CARTITUDE-4 (NCT04181827) stands as the first randomized phase 3 study assessing Carvykti’s efficacy and safety. The study juxtaposes Carvykti with conventional PVd or DPd treatments in adult patients with relapsed and lenalidomide-refractory multiple myeloma after one to three treatment lines. The primary endpoint centers on PFS, with safety, OS, MRD negativity rate, and overall response rate as secondary endpoints.
Carvykti is a BCMA-directed, autologous T-cell immunotherapy genetically engineered through reprogramming a patient’s T-cells with a CAR-encoding transgene targeting BCMA-positive cells. BCMA, found dominantly on malignant multiple myeloma B-lineage cells and late-stage B/plasma cells, becomes the target as the CAR prompts T-cell activation, expansion, and destruction of these target cells.
Carvykti (cilta-cel) received FDA approval in February 2022 for treating adults with relapsed or refractory multiple myeloma following four or more therapy lines, including a proteasome inhibitor, an IMiD, and an anti-CD38 monoclonal antibody. In April 2024, Carvykti was sanctioned as the first cell therapy in the US for adults with relapsed or refractory multiple myeloma post at least one therapy line involving a proteasome inhibitor, an IMiD, and who are lenalidomide-refractory. The European Medicines Agency also approved a Type II variation for Carvykti in April 2024.

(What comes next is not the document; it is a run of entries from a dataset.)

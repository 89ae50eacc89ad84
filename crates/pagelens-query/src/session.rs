//! Conversation state for a retrieval-augmented chat.

use std::collections::BTreeSet;

use tracing::{debug, info};

use pagelens_core::QueryIntent;
use pagelens_core::index::SearchIndex;
use pagelens_core::model::ModelBackend;

use crate::answer::{cited_pages, generate_answer};
use crate::classify::classify_intent;
use crate::retrieve::retrieve;
use crate::QueryError;

/// One completed question/answer exchange.
#[derive(Debug, Clone)]
pub struct Exchange {
    pub question: String,
    pub answer: String,
}

/// Holds everything a multi-turn conversation accumulates: the intent
/// decided on the first turn, the images retrieved for it, and the pages the
/// latest answer actually cited.
///
/// Classification and retrieval run exactly once, on the first `ask`; every
/// later turn answers against the same retained image set.
pub struct ChatSession<'a> {
    model: &'a dyn ModelBackend,
    index: &'a dyn SearchIndex,
    model_id: String,
    doc_count: usize,
    intent: Option<QueryIntent>,
    images: Vec<Vec<u8>>,
    captions: Vec<String>,
    exchanges: Vec<Exchange>,
    valid_pages: BTreeSet<u32>,
}

impl<'a> ChatSession<'a> {
    pub fn new(
        model: &'a dyn ModelBackend,
        index: &'a dyn SearchIndex,
        model_id: impl Into<String>,
        doc_count: usize,
    ) -> Self {
        Self {
            model,
            index,
            model_id: model_id.into(),
            doc_count,
            intent: None,
            images: Vec::new(),
            captions: Vec::new(),
            exchanges: Vec::new(),
            valid_pages: BTreeSet::new(),
        }
    }

    pub fn intent(&self) -> Option<QueryIntent> {
        self.intent
    }

    pub fn exchanges(&self) -> &[Exchange] {
        &self.exchanges
    }

    /// Images the latest answer cited, paired with their captions, in page
    /// order. Cited page numbers outside the retrieved range are dropped.
    pub fn referenced_images(&self) -> Vec<(&[u8], &str)> {
        self.valid_pages
            .iter()
            .filter_map(|&page| {
                let idx = (page as usize).checked_sub(1)?;
                Some((
                    self.images.get(idx)?.as_slice(),
                    self.captions.get(idx)?.as_str(),
                ))
            })
            .collect()
    }

    /// Run one conversation turn. The answer is streamed to `sink` fragment
    /// by fragment and the accumulated text is returned.
    pub async fn ask(
        &mut self,
        user_query: &str,
        sink: &mut (dyn FnMut(&str) + Send),
    ) -> Result<String, QueryError> {
        let intent = match self.intent {
            Some(intent) => intent,
            None => {
                let intent = classify_intent(self.model, &self.model_id, user_query).await?;
                info!(intent = intent.as_str(), "classified first query");
                let retrieved =
                    retrieve(self.model, self.index, user_query, intent, self.doc_count).await?;
                debug!(hits = retrieved.images.len(), "retrieved context images");
                self.images = retrieved.images;
                self.captions = retrieved.captions;
                self.intent = Some(intent);
                intent
            }
        };

        let answer = generate_answer(
            self.model,
            &self.model_id,
            intent,
            user_query,
            &self.images,
            sink,
        )
        .await?;

        let page_limit = self.images.len() as u32;
        self.valid_pages = cited_pages(&answer)?
            .into_iter()
            .filter(|&page| page >= 1 && page <= page_limit)
            .collect();
        self.exchanges.push(Exchange {
            question: user_query.to_string(),
            answer: answer.clone(),
        });
        Ok(answer)
    }
}

#[cfg(test)]
mod tests {
    use super::*;
    use base64::Engine as _;
    use base64::engine::general_purpose::STANDARD as BASE64;
    use pagelens_core::index::SearchHit;

    use crate::testing::{RecordingIndex, ScriptedModel};

    fn hit(image: &[u8], text: &str) -> SearchHit {
        SearchHit {
            image_base64: BASE64.encode(image),
            text: text.into(),
        }
    }

    #[tokio::test]
    async fn first_turn_classifies_and_retrieves() {
        let model = ScriptedModel::with_replies(vec![Ok("<querytype>general</querytype>")])
            .with_stream(vec!["answer <refpage>1</refpage>"]);
        let index = RecordingIndex::with_hits(vec![hit(b"a", "page one"), hit(b"b", "page two")]);
        let mut session = ChatSession::new(&model, &index, "m", 5);

        let mut sink = |_: &str| {};
        let answer = session.ask("what is this about", &mut sink).await.unwrap();

        assert_eq!(answer, "answer <refpage>1</refpage>");
        assert_eq!(session.intent(), Some(QueryIntent::General));
        assert_eq!(*index.search_calls.lock().unwrap(), 1);
        assert_eq!(session.referenced_images(), vec![(b"a".as_slice(), "page one")]);
    }

    #[tokio::test]
    async fn later_turns_reuse_the_first_classification() {
        // A single scripted reply: a second classification call would exhaust
        // the script and fail the turn.
        let model = ScriptedModel::with_replies(vec![Ok("<querytype>general</querytype>")])
            .with_stream(vec!["answer <refpage>1</refpage>"]);
        let index = RecordingIndex::with_hits(vec![hit(b"a", "page one")]);
        let mut session = ChatSession::new(&model, &index, "m", 5);

        let mut sink = |_: &str| {};
        session.ask("first question", &mut sink).await.unwrap();
        session.ask("follow-up question", &mut sink).await.unwrap();

        assert_eq!(*index.search_calls.lock().unwrap(), 1);
        assert_eq!(session.exchanges().len(), 2);
    }

    #[tokio::test]
    async fn out_of_range_citations_are_dropped() {
        let model = ScriptedModel::with_replies(vec![Ok("<querytype>general</querytype>")])
            .with_stream(vec!["answer <refpage>1,2,9</refpage>"]);
        let index = RecordingIndex::with_hits(vec![hit(b"a", "one"), hit(b"b", "two")]);
        let mut session = ChatSession::new(&model, &index, "m", 5);

        let mut sink = |_: &str| {};
        session.ask("question", &mut sink).await.unwrap();

        let referenced = session.referenced_images();
        assert_eq!(referenced.len(), 2);
        assert_eq!(referenced[1], (b"b".as_slice(), "two"));
    }

    #[tokio::test]
    async fn classification_failure_leaves_the_session_unstarted() {
        let model = ScriptedModel::with_replies(vec![Ok("no tag here")]);
        let index = RecordingIndex::with_hits(vec![]);
        let mut session = ChatSession::new(&model, &index, "m", 5);

        let mut sink = |_: &str| {};
        let err = session.ask("question", &mut sink).await.unwrap_err();
        assert!(matches!(err, QueryError::MissingClassification(_)));
        assert_eq!(session.intent(), None);
        assert_eq!(*index.search_calls.lock().unwrap(), 0);
    }
}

In December 2017, Janssen Biotech, Inc., a Johnson & Johnson entity, entered an exclusive worldwide licensing and collaboration arrangement with Legend Biotech USA, Inc. to develop and market Carvykti.
Multiple myeloma, an incurable blood cancer affecting plasma cells in the bone marrow, is the third-most common blood cancer globally. In 2024, over 35,000 individuals in the US were projected to be diagnosed with multiple myeloma, with more than 12,000 deaths anticipated. The 5-year survival rate for people living with multiple myeloma is 59.8%. While some diagnosed individuals might show no initial symptoms, others may experience bone pain or fractures, anemia, fatigue, elevated calcium levels, as well as kidney or infection concerns.